A weak negative correlation (R = .54, R 2 = .29) was also evident between the dynamic range of DO (mg O2 L−1) measured by the O2 loggers (max‐min), and Tpos, on average (Figure 5e), showing that less DO variation results in higher Tpos. For example, the maximum range of DO measured in the interior section of the A. elseyi colony (4.06 mg L−1) – which is the smallest range in DO overall – corresponds to the highest Tpos on average (1.03 ± SE 0.09) (Figure 5a,e). Additionally, in both A. abrotanoides and A. elseyi, O2 drawdown rate (% air sat) was slightly faster in the fragments taken from the interior section of the colonies, compared with the exterior thickets, by 103% and 105%, respectively (see Table S4 for mean O2 drawdown rates (h)). However, for A. cf. microphthalma, the O2 drawdown rate was 131% faster in the exterior fragments (6.94 h ± SE 0.64), which was significantly more rapid in comparison with fragments sampled from the interior (9.07 h ± SE 0.87, t (5) = 2.57, p = .01; Table S4). High variance across the sampling—albeit not statistically significant across most comparisons of extracted HRC parameters—indicates that even within intra‐colony sampling (i.e., interior/exterior), fragments are characterised by inherently high variation in respiration.
4. DISCUSSION
Coral reefs worldwide are under significant threat from the relatively unstudied process of ocean deoxygenation (Hughes et al., 2020; Pezner et al., 2023; Pontes et al., 2023; Sampaio et al., 2021), in comparison to the well‐known stressors of ocean warming and acidification. Thresholds and performance dynamics with which corals respond to losses of O2 remain limited, with only few experimental assessments to date (Alderdice et al., 2021; Alva García et al., 2022; Hughes et al., 2020; Johnson, Scott, et al., 2021; Nelson & Altieri, 2019) since real‐time deoxygenation events are difficult to capture in the field. Such limited knowledge therefore limits current capacity to predict how corals—and in turn coral reefs—will respond to future anthropogenically‐driven declines in reef O2 levels. Here, we examined dynamics of O2 performance for species of Acropora common on the GBR, where previous studies have identified species from this genus to exhibit highly variable responses to both time‐dependent (Alderdice et al., 2021; Johnson, Scott, et al., 2021) and dose‐dependent (Haas et al., 2014) analyses, including HRCs (Hughes, Alexander, et al., 2022). We used initial methodological steps to (a) demonstrate that a simpler model can be used to analyse coral HRCs than previously examined, and (b) establish that immediate fragmenting does not induce added stress during O2 drawdown, when compared to fragmenting with a seven‐day recovery‐period. Subsequent measurements of both DO and HRCs for interior versus exterior colony thickets—where the two factors correspond—also exhibited within‐colony variability between species.

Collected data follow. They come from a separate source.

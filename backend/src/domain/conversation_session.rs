//! Conversation session with the hosted language model.
//!
//! A session is created once at start-up, and only when an API credential is
//! available. It keeps the turns of every successful exchange and replays them
//! on each request so the model sees the whole conversation.

use async_trait::async_trait;
use reqwest::Client;
use serde::{Deserialize, Serialize};
use thiserror::Error;
use tokio::sync::Mutex;
use tracing::{debug, info};

pub const DEFAULT_MODEL: &str = "gemini-2.5-flash";
pub const DEFAULT_GEMINI_BASE_URL: &str = "https://generativelanguage.googleapis.com";

/// Instructions that make the model answer in Hebrew and append a JSON state footer.
pub const SYSTEM_INSTRUCTION: &str = r#"You are 'Savvy', a conversational personal financial assistant. Your goal is to help the user manage their finances through conversation. The user will tell you about their income, expenses, debts, and available funds. You must track these numbers throughout the conversation.

IMPORTANT:
1. After every conversational response, you MUST append a special JSON block that summarizes the user's complete financial state. This JSON block must be enclosed in triple backticks and marked as json.
Format:
```json
{
  "cash": NUMBER,
  "bank": NUMBER,
  "debtsToUser": { "person_name": AMOUNT, ... },
  "userDebts": { "person_name": AMOUNT, ... }
}
```

2. Only include keys in the JSON if you have data for them from the user. If a value becomes zero or is paid off, remove the corresponding key (e.g., from a debt object).

3. If the user asks to delete everything, clear data, reset, or start over, your conversational response must confirm the action (e.g., "Alright, I've cleared all your data. Let's start fresh!"). The JSON block you provide MUST be exactly:
```json
{
  "reset": true
}
```

4. Your conversational response must be friendly, encouraging, and ALWAYS in Hebrew. The JSON block should be separate from your conversational text."#;

/// Failures of a chat exchange
#[derive(Debug, Clone, PartialEq, Error)]
pub enum ConversationError {
    /// No session could be created (missing credential); no call was attempted
    #[error("chat is not configured: {0}")]
    Configuration(String),
    /// The call failed or produced no usable text
    #[error("chat request failed: {0}")]
    Transport(String),
}

/// One conversation with an external chat service.
#[async_trait]
pub trait ChatTransport: Send + Sync {
    /// Send a user message and wait for the complete reply text.
    async fn send(&self, message: &str) -> Result<String, ConversationError>;
}

/// Settings needed to open a Gemini session
#[derive(Debug, Clone)]
pub struct SessionConfig {
    pub api_key: String,
    pub model: String,
    pub base_url: String,
}

// ============================================================================
// Gemini API types
// ============================================================================

#[derive(Serialize)]
struct GenerateContentRequest<'a> {
    contents: &'a [GeminiContent],
    #[serde(rename = "systemInstruction")]
    system_instruction: GeminiSystemInstruction<'a>,
}

#[derive(Serialize)]
struct GeminiSystemInstruction<'a> {
    parts: [GeminiTextPart<'a>; 1],
}

#[derive(Serialize)]
struct GeminiTextPart<'a> {
    text: &'a str,
}

#[derive(Debug, Clone, Serialize)]
struct GeminiContent {
    role: &'static str,
    parts: Vec<GeminiPart>,
}

#[derive(Debug, Clone, Serialize)]
struct GeminiPart {
    text: String,
}

impl GeminiContent {
    fn user(text: &str) -> Self {
        Self {
            role: "user",
            parts: vec![GeminiPart { text: text.to_string() }],
        }
    }

    fn model(text: &str) -> Self {
        Self {
            role: "model",
            parts: vec![GeminiPart { text: text.to_string() }],
        }
    }
}

#[derive(Deserialize)]
struct GenerateContentResponse {
    candidates: Option<Vec<GeminiCandidate>>,
    error: Option<GeminiError>,
}

#[derive(Deserialize)]
struct GeminiCandidate {
    content: Option<GeminiCandidateContent>,
}

#[derive(Deserialize)]
struct GeminiCandidateContent {
    #[serde(default)]
    parts: Vec<GeminiResponsePart>,
}

#[derive(Deserialize)]
struct GeminiResponsePart {
    text: Option<String>,
    #[serde(default)]
    thought: bool,
}

#[derive(Deserialize)]
struct GeminiError {
    message: String,
}

// ============================================================================
// Session
// ============================================================================

/// Chat session backed by Gemini's `generateContent` endpoint
pub struct GeminiSession {
    client: Client,
    config: SessionConfig,
    history: Mutex<Vec<GeminiContent>>,
}

impl GeminiSession {
    pub fn new(config: SessionConfig) -> Self {
        info!("Opening chat session with model {}", config.model);
        Self {
            client: Client::new(),
            config,
            history: Mutex::new(Vec::new()),
        }
    }

    /// Open a session if a non-empty credential is available.
    pub fn start(api_key: Option<String>, model: &str, base_url: &str) -> Option<Self> {
        let api_key = api_key.filter(|key| !key.trim().is_empty())?;
        Some(Self::new(SessionConfig {
            api_key,
            model: model.to_string(),
            base_url: base_url.to_string(),
        }))
    }

    fn endpoint(&self) -> String {
        format!(
            "{}/v1beta/models/{}:generateContent",
            self.config.base_url.trim_end_matches('/'),
            self.config.model
        )
    }

    async fn generate(&self, contents: &[GeminiContent]) -> Result<String, ConversationError> {
        let request = GenerateContentRequest {
            contents,
            system_instruction: GeminiSystemInstruction {
                parts: [GeminiTextPart {
                    text: SYSTEM_INSTRUCTION,
                }],
            },
        };

        let response = self
            .client
            .post(self.endpoint())
            .header("x-goog-api-key", &self.config.api_key)
            .json(&request)
            .send()
            .await
            .map_err(|e| ConversationError::Transport(e.to_string()))?;

        if !response.status().is_success() {
            let status = response.status();
            let body = response.text().await.unwrap_or_default();
            return Err(ConversationError::Transport(format!(
                "Gemini API error: {} - {}",
                status, body
            )));
        }

        let response: GenerateContentResponse = response
            .json()
            .await
            .map_err(|e| ConversationError::Transport(format!("Invalid Gemini response: {}", e)))?;

        if let Some(error) = response.error {
            return Err(ConversationError::Transport(format!("Gemini error: {}", error.message)));
        }

        let text: String = response
            .candidates
            .and_then(|candidates| candidates.into_iter().next())
            .and_then(|candidate| candidate.content)
            .map(|content| {
                content
                    .parts
                    .into_iter()
                    .filter(|part| !part.thought)
                    .filter_map(|part| part.text)
                    .collect()
            })
            .unwrap_or_default();

        if text.trim().is_empty() {
            return Err(ConversationError::Transport("Gemini returned no text".to_string()));
        }

        Ok(text)
    }
}

#[async_trait]
impl ChatTransport for GeminiSession {
    async fn send(&self, message: &str) -> Result<String, ConversationError> {
        // Held for the whole exchange so turns are recorded in order.
        let mut history = self.history.lock().await;

        let mut contents = history.clone();
        contents.push(GeminiContent::user(message));
        debug!("Sending message with {} prior turns", history.len());

        let reply = self.generate(&contents).await?;

        history.push(GeminiContent::user(message));
        history.push(GeminiContent::model(&reply));
        Ok(reply)
    }
}

#[cfg(test)]
mod tests {
    use super::*;
    use serde_json::{json, Value};
    use wiremock::matchers::{header, method, path};
    use wiremock::{Mock, MockServer, ResponseTemplate};

    const ENDPOINT: &str = "/v1beta/models/gemini-2.5-flash:generateContent";

    fn session_for(server: &MockServer) -> GeminiSession {
        GeminiSession::start(Some("test-key".to_string()), DEFAULT_MODEL, &server.uri()).unwrap()
    }

    fn reply_body(text: &str) -> Value {
        json!({
            "candidates": [
                { "content": { "role": "model", "parts": [ { "text": text } ] } }
            ]
        })
    }

    async fn sent_bodies(server: &MockServer) -> Vec<Value> {
        server
            .received_requests()
            .await
            .unwrap()
            .iter()
            .map(|request| request.body_json::<Value>().unwrap())
            .collect()
    }

    #[test]
    fn test_start_requires_credential() {
        assert!(GeminiSession::start(None, DEFAULT_MODEL, DEFAULT_GEMINI_BASE_URL).is_none());
        assert!(GeminiSession::start(Some("  ".to_string()), DEFAULT_MODEL, DEFAULT_GEMINI_BASE_URL).is_none());
        assert!(GeminiSession::start(Some("key".to_string()), DEFAULT_MODEL, DEFAULT_GEMINI_BASE_URL).is_some());
    }

    #[tokio::test]
    async fn test_send_returns_reply_text() {
        let server = MockServer::start().await;
        Mock::given(method("POST"))
            .and(path(ENDPOINT))
            .and(header("x-goog-api-key", "test-key"))
            .respond_with(ResponseTemplate::new(200).set_body_json(reply_body("שלום!")))
            .mount(&server)
            .await;

        let session = session_for(&server);
        let reply = session.send("היי").await.unwrap();

        assert_eq!(reply, "שלום!");
        let bodies = sent_bodies(&server).await;
        assert_eq!(bodies.len(), 1);
        assert_eq!(bodies[0]["contents"][0]["role"], "user");
        assert_eq!(bodies[0]["contents"][0]["parts"][0]["text"], "היי");
        assert_eq!(
            bodies[0]["systemInstruction"]["parts"][0]["text"],
            SYSTEM_INSTRUCTION
        );
    }

    #[tokio::test]
    async fn test_send_replays_previous_turns() {
        let server = MockServer::start().await;
        Mock::given(method("POST"))
            .and(path(ENDPOINT))
            .respond_with(ResponseTemplate::new(200).set_body_json(reply_body("קיבלתי")))
            .mount(&server)
            .await;

        let session = session_for(&server);
        session.send("יש לי 1000 במזומן").await.unwrap();
        session.send("ו-200 בבנק").await.unwrap();

        let bodies = sent_bodies(&server).await;
        assert_eq!(bodies.len(), 2);
        let contents = bodies[1]["contents"].as_array().unwrap();
        assert_eq!(contents.len(), 3);
        assert_eq!(contents[0]["parts"][0]["text"], "יש לי 1000 במזומן");
        assert_eq!(contents[1]["role"], "model");
        assert_eq!(contents[1]["parts"][0]["text"], "קיבלתי");
        assert_eq!(contents[2]["parts"][0]["text"], "ו-200 בבנק");
    }

    #[tokio::test]
    async fn test_http_error_is_transport_error_and_not_recorded() {
        let server = MockServer::start().await;
        Mock::given(method("POST"))
            .and(path(ENDPOINT))
            .respond_with(ResponseTemplate::new(403).set_body_string("API key not valid"))
            .mount(&server)
            .await;

        let session = session_for(&server);
        let first = session.send("היי").await;
        let second = session.send("שוב").await;

        assert!(matches!(first, Err(ConversationError::Transport(message)) if message.contains("403")));
        assert!(second.is_err());
        let bodies = sent_bodies(&server).await;
        assert_eq!(bodies[1]["contents"].as_array().unwrap().len(), 1);
    }

    #[tokio::test]
    async fn test_empty_reply_is_transport_error() {
        let server = MockServer::start().await;
        Mock::given(method("POST"))
            .and(path(ENDPOINT))
            .respond_with(ResponseTemplate::new(200).set_body_json(json!({ "candidates": [] })))
            .mount(&server)
            .await;

        let session = session_for(&server);
        let result = session.send("היי").await;

        assert!(matches!(result, Err(ConversationError::Transport(_))));
    }

    #[tokio::test]
    async fn test_thought_parts_are_skipped() {
        let server = MockServer::start().await;
        let body = json!({
            "candidates": [{
                "content": { "parts": [
                    { "text": "thinking...", "thought": true },
                    { "text": "תשובה " },
                    { "text": "סופית" }
                ] }
            }]
        });
        Mock::given(method("POST"))
            .and(path(ENDPOINT))
            .respond_with(ResponseTemplate::new(200).set_body_json(body))
            .mount(&server)
            .await;

        let session = session_for(&server);

        assert_eq!(session.send("?").await.unwrap(), "תשובה סופית");
    }
}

4.1. Modelling and experimental considerations in describing O2 physiology
HRC models have been used to examine how various aquatic organisms including fish (Cobbs & Alexander, 2018; Ultsch & Regan, 2019; Zhang & Farrell, 2022) and corals (Dodds et al., 2007; Hughes, Alexander, et al., 2022) respond to declining O2 levels. Experimental HRCs have been analysed with a multitude of oxyregulatory descriptive statistics to parameterise organism O2 sensitivity. However, models that fit specific data sets better than others may not necessarily reflect a more accurate model, but rather that the selected model has greater ‘fit propensity’, that is, may fit a larger range of data inadequately, as opposed to a more accurate fit across a smaller range (Falk & Muthukrishna, 2023). Our model analysis demonstrates the challenges of collecting repeatable data without noise, which becomes more apparent when selecting towards a higher polynomial degree (e.g., constrained dodecic, 12th order, Figure 1h). Specifically, greater variance in HRC data results in lower correlation between models (e.g., between the 2nd‐order MM, and 12th order polynomial; see Figure 2b A. hyacinthus Rep 3). In contrast, more convergence between the two models, with a higher correlation, is evident when HRC data are less variable (e.g., see Figure 2a A. hyacinthus Rep 2). Scattered data for any given HRC demonstrate the high variability in organism respiration, and for corals specifically, the unknown physiological mechanisms occurring between 100% and 0% pO2 that an organism may employ when DO reaches a certain level. Therefore, we argue that relying on a more conservative model with fewer degrees of freedom (e.g., 2‐parameter MM; Figure 1c) appears more lenient in terms of the challenges of analysing physiological data, ensuring more consistency across biological replicates whilst avoiding overfitting data with higher order models, as evident in Figure 1. However, as our understanding of the physiological mechanisms that the coral holobiont employs during increasingly low levels of O2 improves, higher polynomial models may become more appropriate, and can thus be selected based on the known biological mechanisms at play.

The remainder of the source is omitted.